[GOAL OF THE EXERCISE] Wherever the word "filename" appears in a line of the records, copy that line.

(Collected data entries)
▼
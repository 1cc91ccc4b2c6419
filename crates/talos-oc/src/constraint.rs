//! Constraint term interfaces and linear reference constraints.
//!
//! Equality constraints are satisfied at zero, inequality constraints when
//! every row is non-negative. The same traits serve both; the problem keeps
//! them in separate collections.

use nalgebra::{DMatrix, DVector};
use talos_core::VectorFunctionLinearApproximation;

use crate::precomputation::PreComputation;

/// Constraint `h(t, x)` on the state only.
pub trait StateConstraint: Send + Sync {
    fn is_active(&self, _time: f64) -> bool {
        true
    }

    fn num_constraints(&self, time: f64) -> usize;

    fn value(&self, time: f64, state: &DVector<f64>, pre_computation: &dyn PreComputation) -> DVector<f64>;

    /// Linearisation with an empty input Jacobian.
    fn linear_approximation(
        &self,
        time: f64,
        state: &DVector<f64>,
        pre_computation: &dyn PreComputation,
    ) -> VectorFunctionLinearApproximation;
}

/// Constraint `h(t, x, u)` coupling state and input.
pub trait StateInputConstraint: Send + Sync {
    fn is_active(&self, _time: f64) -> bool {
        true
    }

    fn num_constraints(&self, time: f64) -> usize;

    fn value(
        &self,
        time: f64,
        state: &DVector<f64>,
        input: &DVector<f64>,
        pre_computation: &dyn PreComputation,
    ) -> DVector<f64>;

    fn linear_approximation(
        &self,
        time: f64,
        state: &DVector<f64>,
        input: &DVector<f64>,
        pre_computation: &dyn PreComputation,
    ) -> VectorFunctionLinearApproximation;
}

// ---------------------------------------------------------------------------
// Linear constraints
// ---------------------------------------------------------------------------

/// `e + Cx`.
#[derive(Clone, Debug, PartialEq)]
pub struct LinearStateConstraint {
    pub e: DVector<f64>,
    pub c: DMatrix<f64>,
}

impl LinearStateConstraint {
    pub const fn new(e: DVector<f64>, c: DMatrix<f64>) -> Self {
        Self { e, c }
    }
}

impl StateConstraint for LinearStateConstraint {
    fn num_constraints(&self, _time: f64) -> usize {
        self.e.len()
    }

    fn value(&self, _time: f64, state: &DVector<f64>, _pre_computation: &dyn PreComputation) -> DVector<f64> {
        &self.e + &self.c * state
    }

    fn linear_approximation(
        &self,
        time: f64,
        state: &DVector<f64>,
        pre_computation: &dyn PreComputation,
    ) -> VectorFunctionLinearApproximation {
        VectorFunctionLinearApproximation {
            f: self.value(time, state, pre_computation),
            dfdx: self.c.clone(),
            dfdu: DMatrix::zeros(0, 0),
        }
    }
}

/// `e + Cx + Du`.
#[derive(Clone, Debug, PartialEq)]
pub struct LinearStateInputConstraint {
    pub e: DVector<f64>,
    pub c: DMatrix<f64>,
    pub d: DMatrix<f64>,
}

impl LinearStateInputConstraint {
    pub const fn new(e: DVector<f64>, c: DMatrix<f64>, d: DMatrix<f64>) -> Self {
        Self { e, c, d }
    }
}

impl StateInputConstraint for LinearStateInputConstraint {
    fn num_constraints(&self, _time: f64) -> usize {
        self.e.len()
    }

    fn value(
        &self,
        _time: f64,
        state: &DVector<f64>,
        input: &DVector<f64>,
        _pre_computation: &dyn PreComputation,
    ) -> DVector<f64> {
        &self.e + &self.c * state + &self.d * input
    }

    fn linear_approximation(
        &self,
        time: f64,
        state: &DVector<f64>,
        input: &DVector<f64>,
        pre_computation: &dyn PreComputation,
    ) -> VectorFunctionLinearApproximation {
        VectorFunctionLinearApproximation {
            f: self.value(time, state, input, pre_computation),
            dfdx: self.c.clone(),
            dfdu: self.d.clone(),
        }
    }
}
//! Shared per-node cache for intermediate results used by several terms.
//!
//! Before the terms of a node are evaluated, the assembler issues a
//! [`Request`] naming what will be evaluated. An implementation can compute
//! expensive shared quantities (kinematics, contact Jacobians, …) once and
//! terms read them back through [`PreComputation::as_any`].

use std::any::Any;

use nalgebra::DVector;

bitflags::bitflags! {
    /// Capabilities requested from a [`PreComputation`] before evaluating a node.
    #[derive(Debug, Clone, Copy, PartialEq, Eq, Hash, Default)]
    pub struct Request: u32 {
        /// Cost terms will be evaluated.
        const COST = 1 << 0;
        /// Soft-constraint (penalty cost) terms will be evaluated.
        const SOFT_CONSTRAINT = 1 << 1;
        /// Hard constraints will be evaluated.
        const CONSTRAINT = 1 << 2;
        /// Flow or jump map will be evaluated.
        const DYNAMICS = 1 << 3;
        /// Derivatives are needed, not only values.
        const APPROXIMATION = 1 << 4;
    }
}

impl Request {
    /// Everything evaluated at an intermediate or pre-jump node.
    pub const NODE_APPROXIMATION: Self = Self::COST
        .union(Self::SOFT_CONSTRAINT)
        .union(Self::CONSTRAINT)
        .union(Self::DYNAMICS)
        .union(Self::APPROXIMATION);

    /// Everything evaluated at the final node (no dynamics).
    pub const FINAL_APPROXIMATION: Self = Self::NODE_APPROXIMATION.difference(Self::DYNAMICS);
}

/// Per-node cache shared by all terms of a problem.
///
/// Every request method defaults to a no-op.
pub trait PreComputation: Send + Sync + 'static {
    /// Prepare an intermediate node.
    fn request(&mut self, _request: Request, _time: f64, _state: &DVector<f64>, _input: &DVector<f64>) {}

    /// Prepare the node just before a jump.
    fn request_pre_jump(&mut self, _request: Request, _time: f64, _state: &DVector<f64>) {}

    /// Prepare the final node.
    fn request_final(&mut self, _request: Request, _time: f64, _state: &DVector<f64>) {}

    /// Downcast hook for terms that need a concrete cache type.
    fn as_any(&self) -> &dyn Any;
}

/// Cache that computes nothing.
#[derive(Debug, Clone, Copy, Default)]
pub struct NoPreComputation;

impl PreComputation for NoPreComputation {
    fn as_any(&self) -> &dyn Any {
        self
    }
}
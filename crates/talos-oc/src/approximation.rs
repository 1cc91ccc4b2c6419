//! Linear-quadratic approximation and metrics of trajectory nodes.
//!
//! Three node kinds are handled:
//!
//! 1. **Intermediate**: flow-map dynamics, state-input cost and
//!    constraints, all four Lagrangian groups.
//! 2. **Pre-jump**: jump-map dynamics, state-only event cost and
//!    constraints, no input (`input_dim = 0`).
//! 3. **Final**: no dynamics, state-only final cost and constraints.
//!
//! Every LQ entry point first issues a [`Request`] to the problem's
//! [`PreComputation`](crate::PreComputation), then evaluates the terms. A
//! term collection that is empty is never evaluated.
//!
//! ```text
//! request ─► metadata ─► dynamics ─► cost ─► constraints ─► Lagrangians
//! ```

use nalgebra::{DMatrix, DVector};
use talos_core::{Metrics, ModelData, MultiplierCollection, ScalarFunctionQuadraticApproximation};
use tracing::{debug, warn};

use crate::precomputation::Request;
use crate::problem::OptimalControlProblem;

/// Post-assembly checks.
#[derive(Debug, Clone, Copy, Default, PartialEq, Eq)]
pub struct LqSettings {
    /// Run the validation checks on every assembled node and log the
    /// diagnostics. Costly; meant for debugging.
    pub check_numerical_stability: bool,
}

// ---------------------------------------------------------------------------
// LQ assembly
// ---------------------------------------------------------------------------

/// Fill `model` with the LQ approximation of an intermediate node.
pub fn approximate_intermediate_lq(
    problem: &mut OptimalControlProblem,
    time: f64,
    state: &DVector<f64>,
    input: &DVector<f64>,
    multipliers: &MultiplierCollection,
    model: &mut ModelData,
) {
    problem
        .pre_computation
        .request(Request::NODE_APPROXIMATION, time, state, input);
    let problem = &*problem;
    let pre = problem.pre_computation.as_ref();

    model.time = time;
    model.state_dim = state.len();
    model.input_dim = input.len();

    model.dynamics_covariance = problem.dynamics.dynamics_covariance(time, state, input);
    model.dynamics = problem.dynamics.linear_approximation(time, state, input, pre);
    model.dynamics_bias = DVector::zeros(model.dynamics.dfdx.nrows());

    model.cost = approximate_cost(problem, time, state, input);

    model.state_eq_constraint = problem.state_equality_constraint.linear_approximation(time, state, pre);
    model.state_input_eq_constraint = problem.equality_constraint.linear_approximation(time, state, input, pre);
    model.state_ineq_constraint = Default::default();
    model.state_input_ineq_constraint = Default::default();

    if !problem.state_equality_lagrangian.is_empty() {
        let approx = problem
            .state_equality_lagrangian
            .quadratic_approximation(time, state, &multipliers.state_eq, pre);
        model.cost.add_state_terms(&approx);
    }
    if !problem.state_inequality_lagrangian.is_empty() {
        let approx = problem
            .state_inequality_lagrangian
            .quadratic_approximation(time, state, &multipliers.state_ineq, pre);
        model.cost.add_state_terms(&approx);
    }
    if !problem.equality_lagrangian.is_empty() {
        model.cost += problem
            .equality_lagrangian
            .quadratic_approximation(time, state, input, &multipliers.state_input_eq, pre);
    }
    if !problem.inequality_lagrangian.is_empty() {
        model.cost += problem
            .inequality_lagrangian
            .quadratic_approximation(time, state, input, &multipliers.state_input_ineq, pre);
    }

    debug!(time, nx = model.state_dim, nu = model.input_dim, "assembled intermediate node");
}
▲
[RESPONSE]
filename crates/talos-oc/src/constraint.rs
filename crates/talos-oc/src/approximation.rs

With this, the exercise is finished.